Other results of the incident saw the Commercial Vehicle Safety Alliance, an industry group, update its recommended procedures for law-inforcement roadside inspections to require confirmation of a appropriate commercial driver’s license. Also, the city of Clarendon Hills addressed the drop-off at the grade crossing with temporary paving repairs; the road work at the crossing was completed June 26, 2022, and provides a roadway flush with the grade crossing.
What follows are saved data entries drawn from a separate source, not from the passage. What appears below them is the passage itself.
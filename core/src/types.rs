use serde::{Deserialize, Serialize};

/// Author of a chat message
#[derive(Debug, Clone, Copy, PartialEq, Eq, Serialize, Deserialize)]
#[serde(rename_all = "lowercase")]
pub enum Role {
    User,
    Assistant,
    System,
}

/// A single chat turn. Order inside a conversation is chronological.
#[derive(Debug, Clone, PartialEq, Eq, Serialize, Deserialize)]
pub struct Message {
    pub role: Role,
    pub content: String,
}

impl Message {
    pub fn new(role: Role, content: impl Into<String>) -> Self {
        Self {
            role,
            content: content.into(),
        }
    }

    pub fn user(content: impl Into<String>) -> Self {
        Self::new(Role::User, content)
    }

    pub fn assistant(content: impl Into<String>) -> Self {
        Self::new(Role::Assistant, content)
    }

    pub fn system(content: impl Into<String>) -> Self {
        Self::new(Role::System, content)
    }
}

/// Sampling options for a single completion call
#[derive(Debug, Clone, Copy, PartialEq)]
pub struct CompletionOptions {
    /// Sampling temperature, 0.0 to 2.0
    pub temperature: f32,
    /// Upper bound on generated tokens
    pub max_tokens: u32,
}

impl CompletionOptions {
    pub fn new(temperature: f32, max_tokens: u32) -> Self {
        Self {
            temperature: temperature.clamp(0.0, 2.0),
            max_tokens: max_tokens.max(1),
        }
    }
}

/// Request body for an OpenAI-compatible chat completions endpoint
#[derive(Serialize, Debug)]
pub(crate) struct ChatCompletionRequest<'a> {
    pub model: &'a str,
    pub messages: &'a [Message],
    pub temperature: f32,
    pub max_tokens: u32,
}

#[derive(Deserialize, Debug)]
pub(crate) struct ChatCompletionResponse {
    #[serde(default)]
    pub choices: Vec<ChatChoice>,
    #[serde(default)]
    pub usage: Option<ChatUsage>,
}

#[derive(Deserialize, Debug)]
pub(crate) struct ChatChoice {
    pub message: ChatResponseMessage,
    #[serde(default)]
    pub finish_reason: Option<String>,
}

#[derive(Deserialize, Debug)]
pub(crate) struct ChatResponseMessage {
    #[serde(default)]
    pub content: Option<String>,
}

#[derive(Deserialize, Debug)]
pub(crate) struct ChatUsage {
    pub prompt_tokens: u32,
    pub completion_tokens: u32,
    pub total_tokens: u32,
}

#[derive(Deserialize, Debug)]
pub(crate) struct ChatErrorResponse {
    pub error: ChatErrorBody,
}

#[derive(Deserialize, Debug)]
pub(crate) struct ChatErrorBody {
    pub message: String,
    #[serde(rename = "type", default)]
    pub error_type: Option<String>,
}
//! Static condition keyword library.
//!
//! Maps a condition name to the lowercase trigger phrases that suggest it. The
//! library is built once at startup and shared read-only (`Arc<KeywordLibrary>`)
//! between the matcher and the confidence scorer.

use serde::Deserialize;
use std::fs;
use std::path::Path;
use thiserror::Error;

/// Built-in table, in match order.
const BUILTIN_CONDITIONS: &[(&str, &[&str])] = &[
    ("measles", &["measles", "rash", "koplik spots"]),
    ("covid", &["covid", "coronavirus", "loss of smell", "dry cough"]),
    ("heart attack", &["heart attack", "chest pain", "radiating pain", "tightness"]),
    ("angina", &["angina", "pressure", "tightness", "chest discomfort"]),
    ("arthritis", &["arthritis", "joint swelling", "joint pain", "stiff joints"]),
    ("gout", &["gout", "uric acid", "swollen toe", "joint inflammation"]),
    ("lupus", &["lupus", "autoimmune", "rash", "joint pain"]),
    ("flu", &["flu", "influenza", "body aches", "fever", "chills"]),
    ("food poisoning", &["food poisoning", "vomiting", "diarrhea", "nausea"]),
    ("hypoglycemia", &["hypoglycemia", "low blood sugar", "shaking", "dizzy"]),
    (
        "pulmonary embolism",
        &["pulmonary embolism", "shortness of breath", "chest pain", "clot"],
    ),
    (
        "DVT",
        &[
            "dvt",
            "deep vein thrombosis",
            "leg swelling",
            "calf pain",
            "swollen leg",
            "leg is swollen",
        ],
    ),
    ("anemia", &["anemia", "low iron", "fatigue", "pale skin"]),
    ("depression", &["depression", "low mood", "lack of motivation", "hopelessness"]),
    ("oral herpes", &["oral herpes", "cold sores", "blisters", "tingling lips"]),
    ("dehydration", &["dehydration", "dry mouth", "thirst", "dark urine"]),
    ("diabetes", &["diabetes", "high blood sugar", "thirst", "frequent urination"]),
    ("Sjogren’s syndrome", &["sjogren", "dry eyes", "dry mouth", "autoimmune"]),
    (
        "hypothyroidism",
        &["hypothyroidism", "slow metabolism", "fatigue", "cold intolerance"],
    ),
];

#[derive(Debug, Error)]
pub enum KeywordLibraryError {
    #[error("failed to read keyword file: {0}")]
    Read(#[from] std::io::Error),
    #[error("failed to parse keyword file: {0}")]
    Parse(#[from] toml::de::Error),
    #[error("invalid keyword entry: {0}")]
    InvalidEntry(String),
    #[error("keyword file defines no conditions")]
    Empty,
}

/// One condition and its trigger phrases
#[derive(Debug, Clone, PartialEq, Eq, Deserialize)]
pub struct ConditionEntry {
    pub name: String,
    pub keywords: Vec<String>,
}

impl ConditionEntry {
    pub fn new<S: Into<String>>(name: impl Into<String>, keywords: impl IntoIterator<Item = S>) -> Self {
        let mut normalized: Vec<String> = Vec::new();
        for keyword in keywords {
            let keyword = keyword.into().trim().to_lowercase();
            if !keyword.is_empty() && !normalized.contains(&keyword) {
                normalized.push(keyword);
            }
        }
        Self {
            name: name.into(),
            keywords: normalized,
        }
    }

    /// True if any keyword occurs in `lowercase_text`.
    pub fn hits(&self, lowercase_text: &str) -> bool {
        self.keywords
            .iter()
            .any(|keyword| lowercase_text.contains(keyword.as_str()))
    }
}

#[derive(Deserialize)]
struct KeywordFile {
    #[serde(rename = "condition", default)]
    conditions: Vec<ConditionEntry>,
}

/// Immutable, ordered set of condition entries
#[derive(Debug, Clone, PartialEq, Eq)]
pub struct KeywordLibrary {
    entries: Vec<ConditionEntry>,
}

impl KeywordLibrary {
    /// Build a library from entries; keywords are lowercased and deduplicated.
    pub fn new(entries: Vec<ConditionEntry>) -> Self {
        let entries = entries
            .into_iter()
            .map(|entry| ConditionEntry::new(entry.name, entry.keywords))
            .collect();
        Self { entries }
    }

    /// Load a library from a TOML file of `[[condition]]` tables.
    pub fn load_from_file(path: &Path) -> Result<Self, KeywordLibraryError> {
        let content = fs::read_to_string(path)?;
        let file: KeywordFile = toml::from_str(&content)?;

        for entry in &file.conditions {
            if entry.name.trim().is_empty() {
                return Err(KeywordLibraryError::InvalidEntry(
                    "condition name cannot be empty".into(),
                ));
            }
            if entry.keywords.iter().all(|k| k.trim().is_empty()) {
                return Err(KeywordLibraryError::InvalidEntry(format!(
                    "condition '{}' has no keywords",
                    entry.name
                )));
            }
        }

        let library = Self::new(file.conditions);
        if library.is_empty() {
            return Err(KeywordLibraryError::Empty);
        }
        Ok(library)
    }

    pub fn entries(&self) -> &[ConditionEntry] {
        &self.entries
    }

    pub fn len(&self) -> usize {
        self.entries.len()
    }

    pub fn is_empty(&self) -> bool {
        self.entries.is_empty()
    }

    /// Case-insensitive lookup by condition name
    pub fn keywords_for(&self, name: &str) -> Option<&[String]> {
        self.entries
            .iter()
            .find(|entry| entry.name.to_lowercase() == name.to_lowercase())
            .map(|entry| entry.keywords.as_slice())
    }
}

impl Default for KeywordLibrary {
    fn default() -> Self {
        Self::new(
            BUILTIN_CONDITIONS
                .iter()
                .map(|(name, keywords)| ConditionEntry::new(*name, keywords.iter().copied()))
                .collect(),
        )
    }
}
9 thoughts on “Actions of truck driver, trucking company led to fatal collision with Metra train, NTSB says

  1. It’s not at all surprising that this driver did not have a CDL, and it’s a little surprising so much was made of that issue. Medium-duty trucks like the one in the picture are frequently marketed as “non-CDL” and are registered under 26,000# GVW, so they attract small business owners who either can’t or won’t hire CDL drivers and pay them accordingly. A CDL is required to operate a truck registered over 26,000#, hauling hazmat, or a passenger-carrying vehicle.
    Del’s Moving sounds like a typical small business. It’s not surprising to hear that it didn’t have a comprehensive driver training/safety/compliance program in place, either, not at all uncommon with small trucking businesses. Anyway, there’s precious little difference between CDL and non-CDL trucks of this size.
    But a truck that stalls and won’t re-start at a 2-inch pavement transition must be in pretty poor repair to start with, or is being driven by an inept driver, or both. Whatever, it’s a recipe for disaster.
    In any case, a $10,000 fine is a pretty light punishment considering the damage to all kinds of property and the loss of a life. It’s likely there is still a hefty lawsuit or two in Del’s future. But that’s the chance you take when you hire unqualified labor and are careless about the operation of commercial motor vehicles.
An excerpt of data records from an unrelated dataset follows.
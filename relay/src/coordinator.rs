use std::sync::{Arc, LazyLock};

use regex::Regex;
use serde::Serialize;
use symptom_core::{CompletionClientRef, CompletionOptions, Message, Role};
use tracing::{debug, error, info, Instrument};
use uuid::Uuid;

use crate::confidence::ConfidenceScorer;
use crate::error::{TriageError, TriageResult};
use crate::keywords::KeywordLibrary;
use crate::matcher::ConditionMatcher;
use crate::severity::{SeverityClassifier, SeverityLabel};

const TRIAGE_SYSTEM_PROMPT: &str = "You are a helpful medical assistant. Give the user options for what they most likely are dealing with and rank them based on likelihood and treatments for these as well";

const REPLY_TEMPERATURE: f32 = 0.5;
const REPLY_MAX_TOKENS: u32 = 300;

static ANNOTATION_TAG: LazyLock<Regex> = LazyLock::new(|| {
    Regex::new(r"\[Severity:.*?\| Confidence:.*?\]").expect("annotation tag pattern is valid")
});

/// Reply bundle returned to the client for one `/check` request
#[derive(Debug, Clone, PartialEq, Serialize)]
pub struct StructuredResponse {
    pub reply: String,
    pub severity: SeverityLabel,
    /// "<n>% confidence"
    pub confidence: String,
    pub matched_conditions: Vec<String>,
    /// "<matched> of <total> matched"
    pub match_quality: String,
}

/// Remove "[Severity: ... | Confidence: ...]" tags and surrounding whitespace.
pub fn strip_annotation_tags(content: &str) -> String {
    ANNOTATION_TAG.replace_all(content, "").trim().to_string()
}

/// Copy of `messages` with annotation tags stripped from assistant turns.
pub fn sanitize_history(messages: &[Message]) -> Vec<Message> {
    messages
        .iter()
        .map(|m| match m.role {
            Role::Assistant => Message::assistant(strip_annotation_tags(&m.content)),
            _ => m.clone(),
        })
        .collect()
}

/// Content of the most recent user turn
pub fn last_user_input(messages: &[Message]) -> TriageResult<&str> {
    messages
        .iter()
        .rev()
        .find(|m| m.role == Role::User)
        .map(|m| m.content.as_str())
        .ok_or(TriageError::NoUserInput)
}

/// Orchestrates one triage request: model reply, condition match, severity
/// and confidence. Holds no per-request state.
#[derive(Clone)]
pub struct TriageCoordinator {
    client: CompletionClientRef,
    matcher: ConditionMatcher,
    classifier: SeverityClassifier,
    scorer: ConfidenceScorer,
}

impl TriageCoordinator {
    pub fn new(client: CompletionClientRef, library: Arc<KeywordLibrary>) -> Self {
        Self {
            classifier: SeverityClassifier::new(client.clone()),
            matcher: ConditionMatcher::new(library.clone()),
            scorer: ConfidenceScorer::new(library),
            client,
        }
    }

    /// Process a full conversation
    pub async fn process_conversation(
        &self,
        messages: &[Message],
    ) -> TriageResult<StructuredResponse> {
        let request_id = Uuid::new_v4();
        let span = tracing::info_span!("check", %request_id, turns = messages.len());
        self.process_inner(messages).instrument(span).await
    }

    async fn process_inner(&self, messages: &[Message]) -> TriageResult<StructuredResponse> {
        let symptom_text = last_user_input(messages)?;

        let mut prompt = Vec::with_capacity(messages.len() + 1);
        prompt.push(Message::system(TRIAGE_SYSTEM_PROMPT));
        prompt.extend(sanitize_history(messages));
        debug!(prompt_len = prompt.len(), "Constructed triage prompt");

        let reply = match self
            .client
            .complete(
                &prompt,
                CompletionOptions::new(REPLY_TEMPERATURE, REPLY_MAX_TOKENS),
            )
            .await
        {
            Ok(text) => text.trim().to_string(),
            Err(e) => {
                error!(error = %e, "Failed to get reply from model");
                return Err(e.into());
            }
        };

        let matched_conditions = self.matcher.match_conditions(symptom_text);
        let severity = self.classifier.classify_or_mild(symptom_text).await;
        let confidence = self.scorer.score(&reply, &matched_conditions);

        info!(
            severity = %severity,
            matched = ?matched_conditions,
            confidence = confidence.confidence_percent,
            "Triage complete"
        );

        Ok(StructuredResponse {
            reply,
            severity,
            confidence: confidence.confidence_label(),
            matched_conditions,
            match_quality: confidence.match_quality(),
        })
    }
}
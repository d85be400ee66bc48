//! # coremetrics
//!
//! ROC curve and AUC engine for binary classifier evaluation.
//!
//! Given parallel arrays of classifier scores and 0/1 labels, coremetrics
//! produces either an *exact* ROC curve (one point per distinct score) or a
//! *binned* curve (a fixed number of evenly spaced thresholds), together with
//! the trapezoidal area under the curve.
//!
//! ## Key Properties
//!
//! - Caller-owned, fixed-capacity output buffers: the compute functions never
//!   allocate output and never grow the buffer
//! - Fail-fast validation with stable integer status codes; a rejected call
//!   leaves the output buffer untouched
//! - Ties are consumed as a single threshold step
//! - Deterministic point counts: `2..=n + 2` exact, `buckets + 1` binned
//! - Stateless and synchronous; concurrent calls on disjoint buffers are safe
//!
//! ## Quick Start
//!
//! ```rust
//! use coremetrics::{RocPoint, compute_roc_exact};
//!
//! # fn main() -> Result<(), Box<dyn std::error::Error>> {
//! let scores = [0.1, 0.4, 0.35, 0.8];
//! let labels = [0, 0, 1, 1];
//!
//! // Exact mode needs room for n + 2 points.
//! let mut out = [RocPoint::default(); 6];
//! let summary = compute_roc_exact(&scores, &labels, &mut out, false)?;
//!
//! for point in &out[..summary.points_written] {
//!     println!("fpr={} tpr={} threshold={}", point.fpr, point.tpr, point.threshold);
//! }
//! assert!((summary.auc - 0.75).abs() < 1e-12);
//! # Ok(())
//! # }
//! ```
//!
//! For an owned result sized automatically, use [`evaluate_roc`] with a
//! [`RocConfig`].
//!
//! ## Degenerate Labels
//!
//! When every label is the same, one rate axis is undefined. It is fixed at 0
//! on every point between the `(0, 0)` and `(1, 1)` boundaries, and the
//! reported AUC is `0.0`. The call still succeeds.
//!
//! ## Modules
//!
//! - [`validate`]: Input checks shared by both modes
//! - [`exact`]: Exact curve computer
//! - [`binned`]: Binned curve computer
//! - [`auc`]: Trapezoidal integration
//! - [`assemble`]: Fixed-capacity output buffer and result summary
//! - [`curve`]: Points, samples, class totals
//! - [`evaluate`]: Owned evaluation API
//! - [`config`]: Evaluation configuration
//! - [`dataset`]: CSV/JSON dataset loading
//! - [`error`]: Error types and status codes
//! - `ffi`: C ABI (with the `ffi` feature)

pub mod assemble;
pub mod auc;
pub mod binned;
pub mod config;
pub mod curve;
pub mod dataset;
pub mod error;
pub mod evaluate;
pub mod exact;
#[cfg(feature = "ffi")]
pub mod ffi;
pub mod validate;

// Re-export primary API types at crate root for convenience.
pub use binned::compute_roc_binned;
pub use config::{RocConfig, RocMode};
pub use curve::{RocPoint, RocSummary};
pub use dataset::Samples;
pub use error::{ComputeError, CoreMetricsError, Result, StatusCode};
pub use evaluate::{MetricsCurve, evaluate_roc};
pub use exact::compute_roc_exact;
  2. Having some knowledge of trucking in the Chicago area I would have to guess that this was a one or two truck operation operating on a shoe string. The owners probably don’t have a clue as to regulations. And why did they hire a driver without a CDL?
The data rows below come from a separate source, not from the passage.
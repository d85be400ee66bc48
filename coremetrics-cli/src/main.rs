//! CLI for the coremetrics ROC/AUC engine.
//!
//! Provides commands for evaluating classifier scores from a dataset file and
//! benchmarking the curve computers.

use std::path::{Path, PathBuf};
use std::time::Instant;

use clap::{Parser, Subcommand, ValueEnum};
use coremetrics::{MetricsCurve, RocConfig, RocMode, RocPoint, Samples, evaluate_roc};
use tracing_subscriber::EnvFilter;

/// coremetrics: ROC curve and AUC evaluation for binary classifiers.
#[derive(Parser)]
#[command(name = "coremetrics", version, about)]
struct Cli {
    #[command(subcommand)]
    command: Commands,
}

/// Available CLI commands.
#[derive(Subcommand)]
enum Commands {
    /// Compute the ROC curve and AUC of a scored dataset.
    Roc {
        /// Dataset file: `.json` ({"scores": [..], "labels": [..]}) or CSV of
        /// `score,label` rows.
        input: PathBuf,

        /// Curve mode (overrides the config file).
        #[arg(long)]
        mode: Option<ModeArg>,

        /// Bucket count for binned mode (overrides the config file).
        #[arg(long)]
        buckets: Option<i32>,

        /// Keep raw scores instead of clamping them into [0, 1].
        #[arg(long)]
        no_clamp: bool,

        /// JSON configuration file.
        #[arg(long)]
        config: Option<PathBuf>,

        /// Output format.
        #[arg(long, default_value = "table")]
        format: OutputFormat,
    },

    /// Run an exact and binned throughput benchmark on synthetic scores.
    Bench {
        /// Number of samples to score.
        #[arg(long, default_value = "1000000")]
        samples: usize,

        /// Bucket count for the binned run.
        #[arg(long, default_value = "100")]
        buckets: i32,
    },
}

/// Curve mode selected on the command line.
#[derive(Clone, Copy, ValueEnum)]
enum ModeArg {
    /// One point per distinct score.
    Exact,
    /// Evenly spaced thresholds.
    Binned,
}

impl From<ModeArg> for RocMode {
    fn from(mode: ModeArg) -> Self {
        match mode {
            ModeArg::Exact => RocMode::Exact,
            ModeArg::Binned => RocMode::Binned,
        }
    }
}

/// Output format for curves.
#[derive(Clone, Copy, ValueEnum)]
enum OutputFormat {
    /// Aligned text table.
    Table,
    /// Comma-separated values.
    Csv,
    /// JSON object with mode, AUC and points.
    Json,
}

fn main() {
    tracing_subscriber::fmt()
        .with_env_filter(EnvFilter::from_default_env())
        .with_writer(std::io::stderr)
        .init();

    let cli = Cli::parse();

    let result = match cli.command {
        Commands::Roc {
            input,
            mode,
            buckets,
            no_clamp,
            config,
            format,
        } => resolve_config(config.as_deref(), mode, buckets, no_clamp)
            .and_then(|config| cmd_roc(&input, &config, format)),
        Commands::Bench { samples, buckets } => cmd_bench(samples, buckets),
    };

    if let Err(e) = result {
        eprintln!("Error: {e}");
        std::process::exit(1);
    }
}

/// Builds the effective config: file (or defaults), then flag overrides.
fn resolve_config(
    path: Option<&Path>,
    mode: Option<ModeArg>,
    buckets: Option<i32>,
    no_clamp: bool,
) -> Result<RocConfig, Box<dyn std::error::Error>> {
    let mut config = match path {
        Some(path) => RocConfig::load(path)?,
        None => RocConfig::default(),
    };

    if let Some(mode) = mode {
        config.mode = mode.into();
    }
    if let Some(buckets) = buckets {
        config.buckets = buckets;
    }
    if no_clamp {
        config.clamp_to_unit_interval = false;
    }

    config.validate()?;
    Ok(config)
}

/// Implements `coremetrics roc <input>`.
fn cmd_roc(
    input: &Path,
    config: &RocConfig,
    format: OutputFormat,
) -> Result<(), Box<dyn std::error::Error>> {
    tracing::info!(input = %input.display(), ?config, "roc command started");

    let samples = Samples::load(input)?;
    let curve = evaluate_roc(&samples.scores, &samples.labels, config)?;

    tracing::info!(
        samples = samples.len(),
        points = curve.len(),
        auc = curve.auc(),
        "roc command finished"
    );

    match format {
        OutputFormat::Table => print_table(input, &samples, &curve),
        OutputFormat::Csv => print_csv(curve.points()),
        OutputFormat::Json => {
            let output = serde_json::json!({
                "input": input.display().to_string(),
                "samples": samples.len(),
                "positives": samples.positives(),
                "mode": curve.mode(),
                "auc": curve.auc(),
                "points": curve.points(),
            });
            println!("{}", serde_json::to_string_pretty(&output)?);
        }
    }

    Ok(())
}

fn print_table(input: &Path, samples: &Samples, curve: &MetricsCurve) {
    let mode = match curve.mode() {
        RocMode::Exact => "exact",
        RocMode::Binned => "binned",
    };

    println!("Dataset: {}", input.display());
    println!(
        "  Samples: {} ({} positive, {} negative)",
        samples.len(),
        samples.positives(),
        samples.len() - samples.positives()
    );
    println!("  Mode: {mode}");
    println!("  Points: {}", curve.len());
    println!();
    println!("{:>12} {:>10} {:>10}", "threshold", "fpr", "tpr");
    println!("{}", "-".repeat(34));
    for point in curve.points() {
        println!(
            "{:>12} {:>10.6} {:>10.6}",
            format_threshold(point.threshold),
            point.fpr,
            point.tpr
        );
    }
    println!();
    println!("AUC: {:.6}", curve.auc());
}

fn print_csv(points: &[RocPoint]) {
    println!("threshold,fpr,tpr");
    for point in points {
        println!("{},{},{}", point.threshold, point.fpr, point.tpr);
    }
}

/// Formats a threshold for the table, spelling out the infinite sentinels.
fn format_threshold(threshold: f32) -> String {
    if threshold == f32::INFINITY {
        "+inf".to_string()
    } else if threshold == f32::NEG_INFINITY {
        "-inf".to_string()
    } else {
        format!("{threshold:.6}")
    }
}

/// Implements `coremetrics bench`.
#[allow(clippy::cast_precision_loss)] // Timing figures are display-only
fn cmd_bench(samples: usize, buckets: i32) -> Result<(), Box<dyn std::error::Error>> {
    println!("coremetrics ROC benchmark");
    println!("  Samples: {samples}");
    println!("  Buckets: {buckets}");
    println!();

    tracing::info!(samples, buckets, "bench command started");
    let (scores, labels) = synthetic_samples(samples);

    let runs = [
        ("exact", RocConfig::exact()),
        ("binned", RocConfig::binned(buckets)?),
    ];

    println!("Results:");
    for (name, config) in &runs {
        let start = Instant::now();
        let curve = evaluate_roc(&scores, &labels, config)?;
        let elapsed = start.elapsed();

        let ns_per_sample = elapsed.as_nanos() as f64 / samples.max(1) as f64;
        let samples_per_sec = samples as f64 / elapsed.as_secs_f64();

        println!("  {name}:");
        println!("    Points: {}", curve.len());
        println!("    AUC: {:.6}", curve.auc());
        println!("    Elapsed: {elapsed:.3?}");
        println!("    Avg cost: {ns_per_sample:.1} ns/sample");
        println!("    Throughput: {samples_per_sec:.0} samples/sec");
        tracing::debug!(run = *name, elapsed_ms = elapsed.as_secs_f64() * 1e3, "bench run finished");
    }
    println!();

    Ok(())
}

/// Deterministic synthetic scores where positives lean high.
#[allow(clippy::cast_possible_truncation, clippy::cast_precision_loss)]
fn synthetic_samples(n: usize) -> (Vec<f32>, Vec<bool>) {
    let mut state = 0x853c_49e6_748f_ea9b_u64;
    let mut next = move || {
        state = state
            .wrapping_mul(6_364_136_223_846_793_005)
            .wrapping_add(1_442_695_040_888_963_407);
        (state >> 40) as f32 / (1u64 << 24) as f32
    };

    let mut scores = Vec::with_capacity(n);
    let mut labels = Vec::with_capacity(n);
    for _ in 0..n {
        let positive = next() < 0.3;
        let noise = next();
        scores.push(if positive {
            0.35 + 0.65 * noise
        } else {
            0.7 * noise
        });
        labels.push(positive);
    }
    (scores, labels)
}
  3. The admonition: “one gets what he pays for”, comes to mind. Whoever had goods in the transit truck (cause of accident/death) sought this company because…..probably, cheap. Why would it cost more else where? The “cost more” is due to the price of being qualified/safe/liable. endmrw2112231040

  4. Left unexplained is why the truck stalled and why it couldn’t be restarted. Lots of violations but most of them don’t appear to directly contribute to the accident. Still, they are indicative of the safety culture, or lack thereof, at the company. I wonder if they truck had unresolved maintenance issues.

  5. I hope they sue that trucking company out of existence. This is ridiculous they could get by with this many law / rule infractions! Also, $10,000 is a stupid low amount of money for such a fine.

  6. Wow. $10,000.00 seems quite low for the result of the accident, but it is likely what is defined in the law.

    1. That’s the civil fine, which seems very very low. Amtrak and BNSF and METRA can sue for damages. whatever those may be.